Ja, ich meinte RXTX.
Unter XP / Linux,  haben wir damit überhaupt keinerlei Probleme gehabt!
Aus *nicht nur meiner *Erfahrung mit RXTX, kann ich es nur weiter empfehlen.
Bugs gab und gibt es immer wider. ...

___________________
Hmm – nur so aus Neugier:
Wo sind die javax.comm 3 zum downloaden?
Gruß
Georg


----------



## Gruenbacher (20. Jun 2012)

Hallo zusammen, 
bin gerade auf den Thread hier gestosen, weil ich die Java Communication API gesucht habe.

Ich verwende seit Jahren die RXTX Library, die auch recht gut läuft.
Leider habe ich das Problem, mit der Software unter verschiedenen Betriebssysteme(die Software soll per NSIS installiert werden).
Habe ich ein Windows 32 Bit BS, dann installiere 32 Bit DLL, habe ich ein 64 Bit Windows dann installiere die 64 Bit DLL, aber was echt mist ist, ich habe ein 64 Bit BS und eine 32 Bit Java RTE, dort muss nämlich die 32 Bit Dll installiert werden. 
Da hatte ich gehofft, das ich das Problem mit der Java Comm. API umgehen kann.

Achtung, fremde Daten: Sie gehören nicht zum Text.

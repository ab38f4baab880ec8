//! TaskRail - Multi-user task-list service
//! Mission: Token-guarded CRUD over users and todos, one SQLite file, no magic

mod auth;
mod config;
mod todos;

use anyhow::{Context, Result};
use axum::{extract::FromRef, routing::get, Router};
use std::sync::Arc;
use tokio::net::TcpListener;
use tower_http::{cors::CorsLayer, trace::TraceLayer};
use tracing::info;
use tracing_subscriber::{layer::SubscriberExt, util::SubscriberInitExt};

use crate::{
    auth::{api as auth_api, AuthState, JwtHandler, UserStore},
    config::Config,
    todos::{api as todo_api, TodoState, TodoStore},
};

/// Application state shared across all handlers
#[derive(Clone)]
struct AppState {
    auth: AuthState,
    todos: TodoState,
}

impl FromRef<AppState> for AuthState {
    fn from_ref(state: &AppState) -> AuthState {
        state.auth.clone()
    }
}

impl FromRef<AppState> for TodoState {
    fn from_ref(state: &AppState) -> TodoState {
        state.todos.clone()
    }
}

/// Build the full router.
///
/// `/health`, `GET /login`, and `POST /users` (signup) are open; everything
/// else resolves a `CurrentUser` from the x-access-token header and fails
/// with 401 before the handler body runs.
fn app(state: AppState) -> Router {
    Router::new()
        .route("/health", get(health_check))
        .route("/login", get(auth_api::login))
        .route(
            "/users",
            get(auth_api::list_users).post(auth_api::create_user),
        )
        .route(
            "/users/:public_id",
            get(auth_api::get_user)
                .put(auth_api::update_user)
                .delete(auth_api::delete_user),
        )
        .route(
            "/todos",
            get(todo_api::list_todos).post(todo_api::create_todo),
        )
        .route(
            "/todos/:id",
            get(todo_api::get_todo)
                .put(todo_api::update_todo)
                .delete(todo_api::delete_todo),
        )
        .layer(TraceLayer::new_for_http())
        .layer(CorsLayer::permissive())
        .with_state(state)
}

#[tokio::main]
async fn main() -> Result<()> {
    // Initialize environment and logging
    config::load_env();
    init_tracing();

    let config = Config::from_env();

    info!("🚀 TaskRail starting");

    let user_store = Arc::new(UserStore::new(&config.db_path)?);
    let todo_store = Arc::new(TodoStore::new(&config.db_path)?);
    let jwt_handler = Arc::new(JwtHandler::new(config.jwt_secret.clone()));

    info!("📊 Database initialized at: {}", config.db_path);

    let state = AppState {
        auth: AuthState::new(user_store, jwt_handler),
        todos: TodoState::new(todo_store),
    };

    let listener = TcpListener::bind(&config.bind_addr).await?;
    info!("🎯 API server listening on {}", config.bind_addr);

    axum::serve(listener, app(state))
        .await
        .context("Server error")?;

    Ok(())
}

/// Initialize tracing with env-filter overrides
fn init_tracing() {
    tracing_subscriber::registry()
        .with(
            tracing_subscriber::EnvFilter::try_from_default_env()
                .unwrap_or_else(|_| "taskrail_backend=debug,tower_http=debug".into()),
        )
        .with(tracing_subscriber::fmt::layer())
        .init();
}

/// Health check endpoint
async fn health_check() -> &'static str {
    "TaskRail operational"
}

Kennt da jemand einen Tip?

Vielen Dank


----------



## tuxedo (20. Jun 2012)

Guckst du hier: 

Overview - RXTX rebundled - root1.de - Software Engineering
Wiki - RXTX rebundled - root1.de - Software Engineering

Bis auf Windows 64bit hab ich alle DLLs da reingepackt. Hab hier im Thread jetzt 64bit DLLs verlinkt gesehen. Da ich aktuell nur mit Linux arbiete, hab ich kein Win 64bit zum testen da. Wenn jemand RXTX-rebundled mit der verlinkten 64bit DLL erfolgreich testen, kann ich die DLL gerne mit aufnehmen...

- Alex


----------



## Gruenbacher (20. Jun 2012)

Hallo Alex, 

super angang, ich war auch gerade soweit, mir RXTX den Source zu holen und eine Version zu machen,
die automatisch die richtige DLL nimmt.

Da ich unter Windows arbeite muss ich die RXTX unter Cygwin kompilieren, was sich wie immer zu einem Problem entwickelt.

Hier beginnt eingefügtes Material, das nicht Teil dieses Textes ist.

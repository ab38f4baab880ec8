//! Todo Storage
//! Mission: Store tasks in SQLite, every access scoped to the owning user

use crate::todos::models::Todo;
use anyhow::{Context, Result};
use rusqlite::{params, Connection, OptionalExtension};
use tracing::info;

/// Todo storage with SQLite backend.
///
/// Every read and mutation filters on `user_id`; ownership checks live in
/// the SQL, not in the handlers.
///
/// Shares the server's database file with `UserStore`, which owns the
/// `users` table. SQLite will not prepare statements against `todos` until
/// that FK parent exists, so `UserStore` must be initialized first.
pub struct TodoStore {
    db_path: String,
}

impl TodoStore {
    /// Create a new todo store and initialize database
    pub fn new(db_path: &str) -> Result<Self> {
        let store = Self {
            db_path: db_path.to_string(),
        };
        store.init_db()?;
        Ok(store)
    }

    /// Initialize database schema
    fn init_db(&self) -> Result<()> {
        let conn = Connection::open(&self.db_path)?;

        conn.execute(
            "CREATE TABLE IF NOT EXISTS todos (
                id INTEGER PRIMARY KEY AUTOINCREMENT,
                text TEXT NOT NULL,
                complete INTEGER NOT NULL DEFAULT 0,
                user_id INTEGER NOT NULL,
                FOREIGN KEY (user_id) REFERENCES users(id)
            )",
            [],
        )?;

        Ok(())
    }

    /// List all todos owned by one user
    pub fn list_for_user(&self, user_id: i64) -> Result<Vec<Todo>> {
        let conn = Connection::open(&self.db_path)?;

        let mut stmt = conn.prepare(
            "SELECT id, text, complete, user_id FROM todos WHERE user_id = ?1 ORDER BY id",
        )?;

        let todos = stmt
            .query_map(params![user_id], Self::row_to_todo)?
            .collect::<Result<Vec<_>, _>>()?;

        Ok(todos)
    }

    /// Get one todo by id, only if owned by the given user
    pub fn get(&self, id: i64, user_id: i64) -> Result<Option<Todo>> {
        let conn = Connection::open(&self.db_path)?;

        let mut stmt = conn.prepare(
            "SELECT id, text, complete, user_id FROM todos WHERE id = ?1 AND user_id = ?2",
        )?;

        let todo = stmt
            .query_row(params![id, user_id], Self::row_to_todo)
            .optional()?;

        Ok(todo)
    }

    /// Create a new todo under the given owner
    pub fn create(&self, text: &str, complete: bool, user_id: i64) -> Result<Todo> {
        let conn = Connection::open(&self.db_path)?;

        conn.execute(
            "INSERT INTO todos (text, complete, user_id) VALUES (?1, ?2, ?3)",
            params![text, complete, user_id],
        )
        .context("Failed to insert todo")?;

        let id = conn.last_insert_rowid();

        info!("✅ Created todo {} for user {}", id, user_id);

        Ok(Todo {
            id,
            text: text.to_string(),
            complete,
            user_id,
        })
    }

    /// Update a todo's text and completion flag, only if owned by the given
    /// user. Returns None when no owned row matched.
    pub fn update(
        &self,
        id: i64,
        user_id: i64,
        text: &str,
        complete: bool,
    ) -> Result<Option<Todo>> {
        let conn = Connection::open(&self.db_path)?;

        let rows_affected = conn
            .execute(
                "UPDATE todos SET text = ?1, complete = ?2 WHERE id = ?3 AND user_id = ?4",
                params![text, complete, id, user_id],
            )
            .context("Failed to update todo")?;

        if rows_affected == 0 {
            return Ok(None);
        }

        Ok(Some(Todo {
            id,
            text: text.to_string(),
            complete,
            user_id,
        }))
    }

    /// Delete a todo, only if owned by the given user. Returns false when no
    /// owned row matched.
    pub fn delete(&self, id: i64, user_id: i64) -> Result<bool> {
        let conn = Connection::open(&self.db_path)?;

        let rows_affected = conn.execute(
            "DELETE FROM todos WHERE id = ?1 AND user_id = ?2",
            params![id, user_id],
        )?;

        if rows_affected > 0 {
            info!("🗑️  Deleted todo {} for user {}", id, user_id);
        }

        Ok(rows_affected > 0)
    }

    fn row_to_todo(row: &rusqlite::Row<'_>) -> rusqlite::Result<Todo> {
        Ok(Todo {
            id: row.get(0)?,
            text: row.get(1)?,
            complete: row.get(2)?,
            user_id: row.get(3)?,
        })
    }
}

Ich werde dein rebundle mal runter laden und es damit versuchen.

Erstmal danke

Sven


----------



## tuxedo (20. Jun 2012)

Danke für die Blumen ... 

Das Laden der Libs ist recht einfach gehalten: /trunk/src/main/java/de/root1/rxtxrebundled/LibLoader.java - RXTX rebundled - root1.de - Software Engineering

Wenn du eine 64bit DLL hast die mit RXTX2.1-7r2 funktioniert: Her damit. Der Einbau ist ziemlich einfach...

Find's persönlich ziemlich schade dass sich niemand vom RXTX Team auf meine Email hin gemeldet hat. Hatte angefragt ob interesse besteht meinen Loading-Mechanismus zu übernehmen... Wenn es ein recht einfaches Build-System gäbe mit dem man die Libs für sämtliche wichtigen Plattformen bauen kann, hätte ich das noch übernommen und mit reingebaut .. Aber so hab ich's halt ziemlich einfach gehalten.

- Alex


----------



## Gruenbacher (20. Jun 2012)

Hi, 
die DLL's von der Version 2.2 sollten doch auch gehen.

linktoCloudhopper : RXTX


Auf die wird von der offiziellen Homepage her verwiesen.

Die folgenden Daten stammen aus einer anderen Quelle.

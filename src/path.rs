//! Path algebra over UTF-16 code units.
//!
//! Windows path text is kept as `&[u16]` throughout: that is the form the
//! filesystem speaks, it round-trips unpaired surrogates, and it keeps this
//! module free of any OS calls so the algebra can be tested anywhere.
//!
//! Both `\` and `/` are accepted as separators everywhere; [`simplify`] can
//! normalize to backslashes on request.

use std::io;

use crate::wide::{eq_ignore_case, fold, utf16s};

pub(crate) const BACKSLASH: u16 = b'\\' as u16;
pub(crate) const SLASH: u16 = b'/' as u16;
const DOT: u16 = b'.' as u16;
const COLON: u16 = b':' as u16;

#[inline]
pub(crate) fn is_sep(u: u16) -> bool {
    u == BACKSLASH || u == SLASH
}

/// How much cleanup [`absolutize`] applies to the joined result.
#[derive(Clone, Copy, Debug, PartialEq, Eq)]
pub enum Simplify {
    /// Return the raw join.
    No,
    /// Collapse `\\`, `\.\` and `name\..\` segments.
    Collapse,
    /// [`Simplify::Collapse`] plus `/` → `\` normalization.
    CollapseAndNormalize,
}

/// Decides whether the name is an absolute path.
///
/// A name is absolute iff it starts with a `\\server\share` UNC prefix
/// (backslashes only) or a `X:\` / `X:/` drive root. The drive letter is
/// accepted from the loose ASCII range `A..=z`, which also admits the six
/// punctuation code points between `Z` and `a`; the filesystem never hands
/// out such drives, and keeping the loose range preserves compatibility
/// with paths that were built by hand.
pub fn is_absolute(name: &[u16]) -> bool {
    if name.len() >= 2 && name[0] == BACKSLASH && name[1] == BACKSLASH {
        return true;
    }
    if name.len() >= 3
        && name[0] >= b'A' as u16
        && name[0] <= b'z' as u16
        && name[1] == COLON
        && is_sep(name[2])
    {
        return true;
    }
    false
}

/// Collapses `\\` doublets, `\.\` segments and `name\..\` segments of an
/// absolute name, optionally normalizing `/` to `\`.
///
/// The scan always restarts from index 2 after a mutation so the `X:\`
/// root is never touched, and `..` at the drive root is eliminated rather
/// than hoisted (`C:\..\x` collapses to `C:\x`, matching how the
/// filesystem itself treats `C:\..`).
pub fn simplify(absolute: &[u16], normalize: bool) -> Vec<u16> {
    let mut tmp: Vec<u16> = absolute.to_vec();
    if tmp.len() > 3 {
        let root_sep = tmp[2];

        // "\\" -> "\"
        let mut i = 2;
        while i + 1 < tmp.len() {
            if is_sep(tmp[i]) && is_sep(tmp[i + 1]) {
                tmp.remove(i);
                i = 2;
            } else {
                i += 1;
            }
        }

        // "\.\" -> "\", also a trailing "\."
        i = 2;
        while i + 1 < tmp.len() {
            if is_sep(tmp[i])
                && tmp[i + 1] == DOT
                && (i + 2 == tmp.len() || is_sep(tmp[i + 2]))
            {
                tmp.drain(i..i + 2);
                i = 2;
            } else {
                i += 1;
            }
        }

        // "\name\..\" -> "\", also a trailing "\name\..";
        // ".." directly under the drive root disappears.
        i = 2;
        while i + 2 < tmp.len() {
            if is_sep(tmp[i])
                && tmp[i + 1] == DOT
                && tmp[i + 2] == DOT
                && (i + 3 == tmp.len() || is_sep(tmp[i + 3]))
            {
                let mut k = if i > 3 { i - 1 } else { 3 };
                while k > 2 && !is_sep(tmp[k]) {
                    k -= 1;
                }
                let end = (k + (i + 3 - k)).min(tmp.len());
                tmp.drain(k..end);
                i = 2;
            } else {
                i += 1;
            }
        }

        // everything after "X:" collapsed away: restore the root separator
        if tmp.len() == 2 {
            tmp.push(root_sep);
        }
    }
    if normalize {
        for u in &mut tmp {
            if *u == SLASH {
                *u = BACKSLASH;
            }
        }
    }
    tmp
}

/// Makes an absolute name out of a (possibly relative) one.
///
/// An already-absolute `name` is returned as-is (modulo simplification);
/// otherwise it is joined onto `base`, or onto the process current
/// directory when `base` is `None`.
pub fn absolutize(
    name: &[u16],
    base: Option<&[u16]>,
    mode: Simplify,
) -> io::Result<Vec<u16>> {
    let joined = if is_absolute(name) {
        name.to_vec()
    } else {
        let mut b = match base {
            Some(b) => b.to_vec(),
            None => current_dir_wide()?,
        };
        if !b.is_empty() && !is_sep(b[b.len() - 1]) {
            b.push(BACKSLASH);
        }
        b.extend_from_slice(name);
        b
    };
    Ok(match mode {
        Simplify::No => joined,
        Simplify::Collapse => simplify(&joined, false),
        Simplify::CollapseAndNormalize => simplify(&joined, true),
    })
}

/// Makes a relative name out of an absolute one, against an absolute `base`
/// on the same drive.
///
/// Three shapes: a child of `base` loses the `base` prefix, `base` itself
/// becomes the empty string, and anything else goes up through the longest
/// common ancestor with one `..\` per remaining `base` segment. The result
/// never carries a leading separator. Drive letters are compared
/// case-insensitively; different drives fail with `InvalidInput`.
pub fn relativize(absolute: &[u16], base: &[u16]) -> io::Result<Vec<u16>> {
    if !is_absolute(absolute) || !is_absolute(base) {
        return Err(io::Error::new(
            io::ErrorKind::InvalidInput,
            "both names must be absolute",
        ));
    }
    let s_base = simplify(base, true);
    let s_abs = simplify(absolute, true);
    if fold(s_abs[0]) != fold(s_base[0]) {
        return Err(io::Error::new(
            io::ErrorKind::InvalidInput,
            "names are on different drives",
        ));
    }
    let blen = s_base.len();
    let alen = s_abs.len();
    let mut out: Vec<u16> = Vec::new();
    if alen >= blen && eq_ignore_case(&s_abs[..blen], &s_base) {
        // child of base, or base itself
        if alen > blen && is_sep(s_abs[blen]) {
            out.extend_from_slice(&s_abs[blen + 1..]);
        } else {
            out.extend_from_slice(&s_abs[blen..]);
        }
    } else {
        let lim = blen.min(alen);
        let mut i = 0;
        while i < lim && fold(s_abs[i]) == fold(s_base[i]) {
            i += 1;
        }
        while i > 2 && !is_sep(s_base[i]) {
            i -= 1;
        }
        // i now ends the common ancestor, at a separator boundary
        let mut j = i + 1;
        while j <= blen {
            if j == blen || is_sep(s_base[j]) {
                out.extend_from_slice(&utf16s(b"..\\"));
            }
            j += 1;
        }
        out.extend_from_slice(&s_abs[i + 1..]);
    }
    Ok(out)
}

fn current_dir_wide() -> io::Result<Vec<u16>> {
    let cwd = std::env::current_dir()?;
    Ok(crate::wide::to_wide(cwd.as_os_str()))
}

/// The `\??\` prefix naming the NT object namespace; junction substitute
/// names carry it on disk.
#[cfg_attr(not(windows), allow(dead_code))]
pub(crate) const NT_PREFIX: [u16; 4] = utf16s(br"\??\");

/// Drops a leading `\??\` when present.
#[cfg_attr(not(windows), allow(dead_code))]
pub(crate) fn strip_nt_prefix(w: &[u16]) -> &[u16] {
    w.strip_prefix(NT_PREFIX.as_slice()).unwrap_or(w)
}

/// Everything before the final separator; empty when there is none.
#[cfg_attr(not(windows), allow(dead_code))]
pub(crate) fn parent_of(w: &[u16]) -> &[u16] {
    match w.iter().rposition(|&u| is_sep(u)) {
        Some(p) => &w[..p],
        None => &w[..0],
    }
}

Diese habe ich bis jetzt im Einsatz, und die Funktionieren auch, versuche Sie gerade bei dir einzubinden.
den Libloader habe ich auf anhieb gefunden sowie die Stelle wo die DLL eingetragen wird war auch kein Thema,
nur das ganze unter WINDOWS/ECLIPSE wieder zusammen zu bauen dauert leider noch ein paar Minuten.

mfg.
Sven


----------



## tuxedo (20. Jun 2012)

Tipp: Für Eclipse gibt's ein Maven-Plugin ...


----------



## Gruenbacher (20. Jun 2012)

Hallo Alex,
habe gerade mal deine jar ausgepackt, die 64 Bit DLL hinzugefügt; in die LibLoader die 64 Bit DLL eingetragen
(das File kompiliert) alles wieder zusammen gepackt und getestet.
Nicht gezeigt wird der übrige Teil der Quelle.